**AIM OF THE EXERCISE:** Copy out exactly the stretch of the listing below that begins at the line containing "let injected_at = parse_datetime(at)?;" and ends at the line containing "let records = svc", and copy nothing outside it.

===============

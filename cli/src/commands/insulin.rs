use anyhow::{Result, bail};
use chrono::Local;
use std::process;

use glyco_core::models::{NewInsulinRecord, validate_insulin_dose, validate_insulin_type};
use glyco_core::service::GlycoService;

use super::helpers::{last_days_window, not_found, parse_datetime, print_insulin_table, print_json};

#[allow(clippy::too_many_arguments)]
pub(crate) fn cmd_insulin_log(
    svc: &GlycoService,
    units: f64,
    kind: &str,
    at: Option<&str>,
    site: Option<String>,
    meal_id: Option<i64>,
    notes: Option<String>,
    json: bool,
) -> Result<()> {
    validate_insulin_dose(units)?;
    let insulin_type = validate_insulin_type(kind)?;
    let injected_at = parse_datetime(at)?;

    let db = svc.db();
    if let Some(meal_id) = meal_id {
        if !db.meal_exists(meal_id)? {
            bail!("Meal {meal_id} not found");
        }
    }
    let record = db.insert_insulin_record(&NewInsulinRecord {
        insulin_type,
        dose_units: units,
        injected_at,
        injection_site: site,
        notes,
        meal_id,
    })?;

    if json {
        print_json(&record)
    } else {
        println!(
            "Logged {:.1} U {} at {} (id: {})",
            record.dose_units,
            record.insulin_type,
            record
                .injected_at
                .with_timezone(&Local)
                .format("%Y-%m-%d %H:%M"),
            record.id
        );
        Ok(())
    }
}

pub(crate) fn cmd_insulin_list(svc: &GlycoService, days: u32, json: bool) -> Result<()> {
    let window = last_days_window(days)?;
    let records = svc
        .db()
        .list_insulin_records(Some(window.start), Some(window.end))?;

    if json {
        return print_json(&records);
    }
    if records.is_empty() {
        eprintln!("No insulin records in the last {days} days");
        process::exit(2);
    }
    print_insulin_table(&records);
    let total: f64 = records.iter().map(|r| r.dose_units).sum();
    println!("  Total: {total:.1} U");
    Ok(())
}

pub(crate) fn cmd_insulin_delete(svc: &GlycoService, id: i64, json: bool) -> Result<()> {
    if !svc.db().delete_insulin_record(id)? {
        not_found(&format!("Insulin record {id} not found"), json);
    }
    if json {
        println!("{}", serde_json::json!({ "deleted": id }));
    } else {
        println!("Deleted insulin record {id}");
    }
    Ok(())
}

===============

**RESULT:**
    let injected_at = parse_datetime(at)?;

    let db = svc.db();
    if let Some(meal_id) = meal_id {
        if !db.meal_exists(meal_id)? {
            bail!("Meal {meal_id} not found");
        }
    }
    let record = db.insert_insulin_record(&NewInsulinRecord {
        insulin_type,
        dose_units: units,
        injected_at,
        injection_site: site,
        notes,
        meal_id,
    })?;

    if json {
        print_json(&record)
    } else {
        println!(
            "Logged {:.1} U {} at {} (id: {})",
            record.dose_units,
            record.insulin_type,
            record
                .injected_at
                .with_timezone(&Local)
                .format("%Y-%m-%d %H:%M"),
            record.id
        );
        Ok(())
    }
}

pub(crate) fn cmd_insulin_list(svc: &GlycoService, days: u32, json: bool) -> Result<()> {
    let window = last_days_window(days)?;
    let records = svc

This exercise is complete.